Wednesday, May 8, 2013

Never Stop Learning

I love to learn. My brain craves education. As part of my trying to make myself happy schtick, I took up a circus fitness class in January, I started reading and reading and reading, and most recently I started to learn to crochet, not because I felt crocheting would make me happy, or even something I considered doing before, but because I have no clue what it entails, and it's hands-on.
I thought, "This will be a piece of cake." I am always good at picking things up. Especially crafty things. And after I learn it (in what I figured would be an hour) I will be able to make really awesome crafty things for myself, family, and friends.

Day 1: I threw my laughable project at my desk after ten attempts/fails at starting a beanie with a magic ring in a puerile hissy fit. I pick it up twice more and fail both times.

Day 2: I managed to start the first two rows successfully, and did 6 rows with a TON of mistakes.



Day 3: I had to pull three rows out because I realized I did it wrong. Three rows that had taken me two hours to complete. Did I mind? No. Normally I'd be throwing a sh*t fit because I couldn't do something, but I stopped and realized I was understanding how the single/double crochets work, why those rows wouldn't work and how I wanted it to look. Do the first three rows have mistakes? Yes. Do I mind? No. Normally mistakes have me cringing. Two things: One, I realized I'd be covering most of them with the faux-hawk I am attaching, and two, I'm not good at this yet, changing those mistakes would be like forgetting the fact that I was learning. I still don't really understand it all, and only understand how to make circles and hats, and how to make those hats loose or tight right now, but I just learned the building blocks, and you know where that will lead.
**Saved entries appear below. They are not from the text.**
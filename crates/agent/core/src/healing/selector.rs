//! Ally-healing selector.

use super::eligibility::{EligibilityReason, assess};
use super::rules::{HealReason, HealVerdict, evaluate, self_gate};
use super::urgency::urgency;
use super::cheapest_usable;
use crate::action::Action;
use crate::clock::Timestamp;
use crate::config::{AbilityTier, Configuration};
use crate::context::Context;
use crate::env::AgentEnv;
use crate::priority::PriorityArbiter;
use crate::resources::ResourceSnapshot;
use crate::tiers::{Tier, TierChain};
use crate::types::{CreatureRef, Point3};

/// An ally accepted by the rule table, with everything the remedy tiers need.
#[derive(Clone, Debug, PartialEq, Eq)]
#[cfg_attr(feature = "serde", derive(serde::Serialize, serde::Deserialize))]
pub struct HealCandidate {
    pub creature: CreatureRef,
    pub name: String,
    pub hp_pct: u8,
    /// Tiles between the agent and the ally.
    pub distance: u32,
    pub position: Point3,
    pub urgency: u8,
    pub eligibility: EligibilityReason,
    /// Custom hp threshold from the allow-list, if any.
    pub threshold: Option<u8>,
    pub needs_mana: bool,
    pub reason: HealReason,
}

/// Last scan's result, reused until it expires or an ally's health changes.
#[derive(Clone, Debug, Default)]
pub struct HealScanCache {
    best: Option<HealCandidate>,
    /// Distances of every ally the last scan accepted.
    accepted: Vec<u32>,
    scanned_at: Timestamp,
}

impl HealScanCache {
    pub fn new() -> Self {
        Self::default()
    }

    pub fn invalidate(&mut self) {
        if self.best.take().is_some() {
            tracing::trace!("heal scan cache invalidated");
        }
        self.accepted.clear();
    }

    pub fn best(&self) -> Option<&HealCandidate> {
        self.best.as_ref()
    }

    /// Number of accepted allies within `range` tiles at the last scan.
    pub fn accepted_within(&self, range: u32) -> usize {
        self.accepted.iter().filter(|&&d| d <= range).count()
    }

    fn fresh(&self, now: Timestamp, ttl_ms: u64) -> Option<&HealCandidate> {
        self.best
            .as_ref()
            .filter(|_| now.elapsed_since(self.scanned_at) < ttl_ms)
    }

    fn store(&mut self, best: Option<HealCandidate>, accepted: Vec<u32>, now: Timestamp) {
        self.best = best;
        self.accepted = accepted;
        self.scanned_at = now;
    }
}

/// Finds the most urgent eligible ally and picks a remedy for it.
#[derive(Clone, Debug)]
pub struct AllyHealSelector<'c> {
    config: &'c Configuration,
    arbiter: PriorityArbiter,
}

impl<'c> AllyHealSelector<'c> {
    pub fn new(config: &'c Configuration) -> Self {
        Self {
            config,
            arbiter: PriorityArbiter::new(config),
        }
    }

    /// Returns the ally most in need of healing, if the agent can afford to help.
    ///
    /// A candidate found within the last `rescan_interval_ms` is revalidated
    /// against fresh health data instead of rescanning. Creatures whose data
    /// cannot be resolved are skipped.
    pub fn find_best_target(
        &self,
        ctx: &mut Context,
        env: AgentEnv<'_>,
        snapshot: &ResourceSnapshot,
        now: Timestamp,
    ) -> Option<HealCandidate> {
        let thresholds = &self.config.thresholds;
        if let Some(reason) = self_gate(thresholds, snapshot.hp_pct) {
            tracing::debug!("ally heal declined: {} (self hp {}%)", reason, snapshot.hp_pct);
            return None;
        }
        let self_pos = env.entities.self_position()?;

        let ttl = self.config.heal.rescan_interval_ms;
        if let Some(cached) = ctx.heal_cache.fresh(now, ttl).cloned() {
            if let Some(candidate) = self.revalidate(cached, env, self_pos, snapshot.hp_pct) {
                return Some(candidate);
            }
            ctx.heal_cache.invalidate();
        }

        let (best, accepted) = self.scan(env, self_pos, snapshot.hp_pct);
        match &best {
            Some(candidate) => tracing::debug!(
                "heal target {} ({}) hp={}% urgency={} reason={}",
                candidate.name,
                candidate.creature,
                candidate.hp_pct,
                candidate.urgency,
                candidate.reason
            ),
            None => tracing::trace!("no ally needs healing"),
        }
        ctx.heal_cache.store(best.clone(), accepted, now);
        best
    }

    /// Picks a remedy for `candidate`.
    ///
    /// Tiers, first satisfied wins: custom, strong, standard, area, item, mana.
    /// Inside a tier the cheapest affordable, ready and in-range remedy is used.
    pub fn plan_heal(
        &self,
        candidate: &HealCandidate,
        ctx: &mut Context,
        env: AgentEnv<'_>,
        snapshot: &ResourceSnapshot,
        now: Timestamp,
    ) -> Option<Action> {
        if self_gate(&self.config.thresholds, snapshot.hp_pct).is_some() {
            return None;
        }
        if !self.arbiter.can_heal(&ctx.backoff, now) {
            tracing::debug!("heal concern backed off");
            return None;
        }

        let mut pass = RemedyPass {
            config: self.config,
            ctx,
            env,
            candidate,
            mana: snapshot.mp,
            now,
        };
        let tiers = [
            Tier::new("custom", custom_remedy),
            Tier::new("strong", strong_remedy),
            Tier::new("standard", standard_remedy),
            Tier::new("area", area_remedy),
            Tier::new("item", item_remedy),
            Tier::new("mana", mana_remedy),
        ];
        let (tier, action) = TierChain::new("ally_heal", &tiers).first_satisfied(&mut pass)?;
        tracing::debug!("ally heal via {} remedy: {}", tier, action);
        Some(action)
    }

    /// Convenience wrapper: best target, then its remedy.
    pub fn plan(
        &self,
        ctx: &mut Context,
        env: AgentEnv<'_>,
        snapshot: &ResourceSnapshot,
        now: Timestamp,
    ) -> Option<Action> {
        let candidate = self.find_best_target(ctx, env, snapshot, now)?;
        self.plan_heal(&candidate, ctx, env, snapshot, now)
    }

    fn scan(
        &self,
        env: AgentEnv<'_>,
        self_pos: Point3,
        self_hp: u8,
    ) -> (Option<HealCandidate>, Vec<u32>) {
        let mut best: Option<HealCandidate> = None;
        let mut accepted = Vec::new();

        for creature in env.entities.visible_creatures(self.config.heal.scan_radius) {
            let Some(candidate) = self.consider(env, creature, self_pos, self_hp) else {
                continue;
            };
            accepted.push(candidate.distance);
            if best
                .as_ref()
                .is_none_or(|current| candidate.urgency > current.urgency)
            {
                best = Some(candidate);
            }
        }

        (best, accepted)
    }

    /// Builds a candidate for `creature` if it is an eligible ally the rules accept.
    fn consider(
        &self,
        env: AgentEnv<'_>,
        creature: CreatureRef,
        self_pos: Point3,
        self_hp: u8,
    ) -> Option<HealCandidate> {
        let name = env.entities.name(creature)?;
        let eligibility = assess(&self.config.heal, env, creature, &name)?;
        let hp_pct = env.entities.health_percent(creature)?;
        let position = env.entities.position(creature)?;
        let distance = self_pos.distance(position)?;
        let score = urgency(hp_pct, distance);

        match evaluate(
            &self.config.thresholds,
            self_hp,
            hp_pct,
            eligibility.threshold,
            score,
        ) {
            HealVerdict::Heal(reason) => Some(HealCandidate {
                creature,
                name,
                hp_pct,
                distance,
                position,
                urgency: score,
                eligibility: eligibility.reason,
                threshold: eligibility.threshold,
                needs_mana: eligibility.restore_mana,
                reason,
            }),
            HealVerdict::Decline(reason) => {
                tracing::trace!("skipping {} ({}%): {}", name, hp_pct, reason);
                None
            }
        }
    }

    /// Refreshes a cached candidate's health and position and re-applies the rules.
    fn revalidate(
        &self,
        mut candidate: HealCandidate,
        env: AgentEnv<'_>,
        self_pos: Point3,
        self_hp: u8,
    ) -> Option<HealCandidate> {
        let hp_pct = env.entities.health_percent(candidate.creature)?;
        let position = env.entities.position(candidate.creature)?;
        let distance = self_pos.distance(position)?;
        if distance > self.config.heal.scan_radius {
            return None;
        }

        candidate.hp_pct = hp_pct;
        candidate.position = position;
        candidate.distance = distance;
        candidate.urgency = urgency(hp_pct, distance);

        match evaluate(
            &self.config.thresholds,
            self_hp,
            hp_pct,
            candidate.threshold,
            candidate.urgency,
        ) {
            HealVerdict::Heal(reason) => {
                candidate.reason = reason;
                Some(candidate)
            }
            HealVerdict::Decline(_) => None,
        }
    }
}

// ============================================================================
// Remedy tiers
// ============================================================================

struct RemedyPass<'p, 'e> {
    config: &'p Configuration,
    ctx: &'p mut Context,
    env: AgentEnv<'e>,
    candidate: &'p HealCandidate,
    mana: u32,
    now: Timestamp,
}

impl RemedyPass<'_, '_> {
    fn spell(&mut self, tier: AbilityTier) -> Option<Action> {
        let remedy = cheapest_usable(
            self.config,
            tier,
            &mut self.ctx.cooldowns,
            self.env.cooldowns,
            self.mana,
            Some(self.candidate.distance),
            self.now,
        )?;
        Some(Action::HealSpell {
            id: remedy.id,
            target_name: self.candidate.name.clone(),
            cost: remedy.cost,
        })
    }

    fn item(&mut self, tier: AbilityTier) -> Option<Action> {
        let remedy = cheapest_usable(
            self.config,
            tier,
            &mut self.ctx.cooldowns,
            self.env.cooldowns,
            self.mana,
            Some(self.candidate.distance),
            self.now,
        )?;
        Some(Action::HealItem {
            id: remedy.id,
            target: self.candidate.creature,
        })
    }
}

fn custom_remedy(pass: &mut RemedyPass<'_, '_>) -> Option<Action> {
    pass.candidate.threshold?;
    pass.spell(AbilityTier::CustomRemedy)
}

fn strong_remedy(pass: &mut RemedyPass<'_, '_>) -> Option<Action> {
    if pass.candidate.hp_pct >= pass.config.heal.strong_below_hp {
        return None;
    }
    pass.spell(AbilityTier::StrongRemedy)
}

fn standard_remedy(pass: &mut RemedyPass<'_, '_>) -> Option<Action> {
    pass.spell(AbilityTier::StandardRemedy)
}

fn area_remedy(pass: &mut RemedyPass<'_, '_>) -> Option<Action> {
    let needed = pass.config.heal.area_min_allies as usize;
    let mut remedies: Vec<_> = pass.config.abilities_in(AbilityTier::AreaRemedy).collect();
    remedies.sort_by_key(|remedy| remedy.cost);

    for remedy in remedies {
        if pass.ctx.heal_cache.accepted_within(remedy.range) < needed
            || remedy.cost > pass.mana
            || pass.candidate.distance > remedy.range
        {
            continue;
        }
        if pass
            .ctx
            .cooldowns
            .can_use(remedy.id, remedy.group, pass.env.cooldowns, pass.now)
        {
            return Some(Action::HealSpell {
                id: remedy.id,
                target_name: pass.candidate.name.clone(),
                cost: remedy.cost,
            });
        }
    }
    None
}

fn item_remedy(pass: &mut RemedyPass<'_, '_>) -> Option<Action> {
    let self_pos = pass.env.entities.self_position()?;
    if !pass
        .env
        .entities
        .has_line_of_effect(self_pos, pass.candidate.position)
    {
        return None;
    }
    pass.item(AbilityTier::ItemRemedy)
}

fn mana_remedy(pass: &mut RemedyPass<'_, '_>) -> Option<Action> {
    if !pass.candidate.needs_mana {
        return None;
    }
    pass.item(AbilityTier::ManaRemedy)
}
//! Worker tasks that back the runtime orchestration.
//!
//! A single tick worker owns the agent's [`agent_core::Context`]; nothing else
//! touches it, so no locks are needed.

mod tick;

pub use tick::{Command, TickWorker};
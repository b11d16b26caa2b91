use super::ProviderError;
use crate::types::{AbilityId, GroupId};

/// Raw readiness query against the game's own cooldown bookkeeping.
///
/// Polling can be comparatively expensive, so the
/// [`CooldownRegistry`](crate::cooldown::CooldownRegistry) caches answers for a
/// short TTL.
pub trait CooldownOracle: Send + Sync {
    fn is_group_ready(&self, group: GroupId) -> Result<bool, ProviderError>;

    fn is_ability_ready(&self, ability: AbilityId) -> Result<bool, ProviderError>;
}

/// Fallback for hosts that only push cooldown events.
///
/// Reports everything as ready; the registry's event-derived deadlines are the
/// only source of "not ready" in this mode.
#[derive(Debug, Clone, Copy, Default)]
pub struct EventDrivenCooldowns;

impl CooldownOracle for EventDrivenCooldowns {
    fn is_group_ready(&self, _group: GroupId) -> Result<bool, ProviderError> {
        Ok(true)
    }

    fn is_ability_ready(&self, _ability: AbilityId) -> Result<bool, ProviderError> {
        Ok(true)
    }
}
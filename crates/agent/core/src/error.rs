//! Common error infrastructure for agent-core.
//!
//! Planning never fails: missing data makes a candidate ineligible and the pass
//! moves on. The errors defined here cover the two places where something can
//! genuinely be wrong: configuration validation ([`ConfigError`]) and oracle
//! access ([`crate::env::ProviderError`]). Both implement [`AgentError`] so
//! callers can classify them uniformly.

use crate::types::{AbilityId, GroupId};

/// Severity level of an error, used for categorization and recovery strategies.
#[derive(Clone, Copy, Debug, PartialEq, Eq, Hash)]
#[cfg_attr(feature = "serde", derive(serde::Serialize, serde::Deserialize))]
pub enum ErrorSeverity {
    /// Transient condition; the same request may succeed on a later tick.
    ///
    /// Examples: cooldown provider briefly unreachable, creature vanished
    Recoverable,

    /// Invalid input that must be corrected before it can be used.
    ///
    /// Examples: thresholds out of order, duplicate ability ids
    Validation,

    /// Unexpected state inconsistency that indicates a bug.
    Internal,
}

impl ErrorSeverity {
    /// Returns a human-readable description of this severity level.
    pub const fn as_str(&self) -> &'static str {
        match self {
            Self::Recoverable => "recoverable",
            Self::Validation => "validation",
            Self::Internal => "internal",
        }
    }

    /// Returns true if this error is potentially recoverable.
    pub const fn is_recoverable(&self) -> bool {
        matches!(self, Self::Recoverable)
    }
}

/// Common trait for all agent-core errors.
///
/// # Implementation Guidelines
///
/// - Use `#[derive(thiserror::Error)]` for Display/Error impl
/// - Classify severity based on recoverability, not impact
/// - Error codes are stable identifiers suitable for metrics and tests
pub trait AgentError: std::fmt::Display + std::fmt::Debug {
    /// Returns the severity level of this error.
    fn severity(&self) -> ErrorSeverity;

    /// Returns a static string identifier for this error variant.
    fn error_code(&self) -> &'static str {
        std::any::type_name::<Self>()
    }
}

/// Errors reported by [`crate::Configuration::validate`].
#[derive(Clone, Debug, PartialEq, Eq, thiserror::Error)]
pub enum ConfigError {
    /// A percentage threshold is above 100.
    #[error("threshold {name} = {value} exceeds 100")]
    ThresholdOutOfRange { name: &'static str, value: u8 },

    /// Two thresholds that must be ordered are inverted.
    #[error("threshold {lower} ({lower_value}) must not exceed {upper} ({upper_value})")]
    ThresholdOrder {
        lower: &'static str,
        lower_value: u8,
        upper: &'static str,
        upper_value: u8,
    },

    /// The same ability id appears twice in the ability table.
    #[error("ability {0} is configured more than once")]
    DuplicateAbility(AbilityId),

    /// An ability references a cooldown group the registry cannot track.
    #[error("ability {ability} uses {group}, registry supports {max} groups")]
    GroupOutOfRange {
        ability: AbilityId,
        group: GroupId,
        max: usize,
    },

    /// The clustering gate would admit an empty cluster.
    #[error("clustering.min_count must be at least 1")]
    ZeroClusterCount,

    /// The area remedy would fire with no ally in range.
    #[error("heal.area_min_allies must be at least 1")]
    ZeroAreaAllies,

    /// The tick interval is zero.
    #[error("timing.tick_interval_ms must be greater than zero")]
    ZeroTickInterval,
}

impl AgentError for ConfigError {
    fn severity(&self) -> ErrorSeverity {
        ErrorSeverity::Validation
    }

    fn error_code(&self) -> &'static str {
        use ConfigError::*;
        match self {
            ThresholdOutOfRange { .. } => "CONFIG_THRESHOLD_OUT_OF_RANGE",
            ThresholdOrder { .. } => "CONFIG_THRESHOLD_ORDER",
            DuplicateAbility(_) => "CONFIG_DUPLICATE_ABILITY",
            GroupOutOfRange { .. } => "CONFIG_GROUP_OUT_OF_RANGE",
            ZeroClusterCount => "CONFIG_ZERO_CLUSTER_COUNT",
            ZeroAreaAllies => "CONFIG_ZERO_AREA_ALLIES",
            ZeroTickInterval => "CONFIG_ZERO_TICK_INTERVAL",
        }
    }
}
//! Who counts as an ally.

use crate::config::HealConfig;
use crate::env::AgentEnv;
use crate::types::{AffiliationFlags, CreatureRef};

/// Why a creature was accepted as a heal target.
#[derive(Clone, Copy, Debug, PartialEq, Eq, Hash)]
#[cfg_attr(feature = "serde", derive(serde::Serialize, serde::Deserialize))]
#[cfg_attr(feature = "serde", serde(rename_all = "snake_case"))]
pub enum EligibilityReason {
    /// Named on the allow-list.
    AllowList,
    /// Carries one of the accepted affiliation flags.
    Affiliation(AffiliationFlags),
    /// Confirmed by the external affiliation lookup.
    Affiliated,
}

#[derive(Clone, Copy, Debug, PartialEq, Eq)]
pub struct Eligibility {
    pub reason: EligibilityReason,
    /// Per-ally hp threshold replacing `low_ally_hp`.
    pub threshold: Option<u8>,
    pub restore_mana: bool,
}

/// Decides whether `creature` (named `name`) may be healed.
///
/// Sources are tried in order and any one match qualifies: allow-list,
/// affiliation flags, then the external lookup when enabled. Hostile creatures
/// are never eligible.
pub fn assess(
    heal: &HealConfig,
    env: AgentEnv<'_>,
    creature: CreatureRef,
    name: &str,
) -> Option<Eligibility> {
    if env.entities.is_hostile(creature) {
        return None;
    }

    if let Some(entry) = heal
        .allow_list
        .iter()
        .find(|entry| entry.name.eq_ignore_ascii_case(name))
    {
        return Some(Eligibility {
            reason: EligibilityReason::AllowList,
            threshold: entry.hp_threshold,
            restore_mana: entry.restore_mana,
        });
    }

    let shared = env.entities.affiliation(creature) & heal.accepted_flags;
    if !shared.is_empty() {
        return Some(Eligibility {
            reason: EligibilityReason::Affiliation(shared),
            threshold: None,
            restore_mana: false,
        });
    }

    if heal.use_affiliation_lookup && env.affiliation.is_affiliated(name) {
        return Some(Eligibility {
            reason: EligibilityReason::Affiliated,
            threshold: None,
            restore_mana: false,
        });
    }

    None
}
So...why am I sharing this with you? I hope that you don't give up on something. Anything. Pick something. Learn it. Add it to your skill box. You may learn something about yourself or change in the process. It's satisfying. And yeah...you may find it's not actually something you want to do after all, or something you just aren't good at no matter the effort you put in *cough circus fitness cough* but that's okay. You can't be good at everything, which is what I learned from circus fitness. So I don't really want to dislocate my legs and arms to be good at something. I still took away some really cool aerial moves and awesome stretches. Go forth, push your comfort zone, and learn.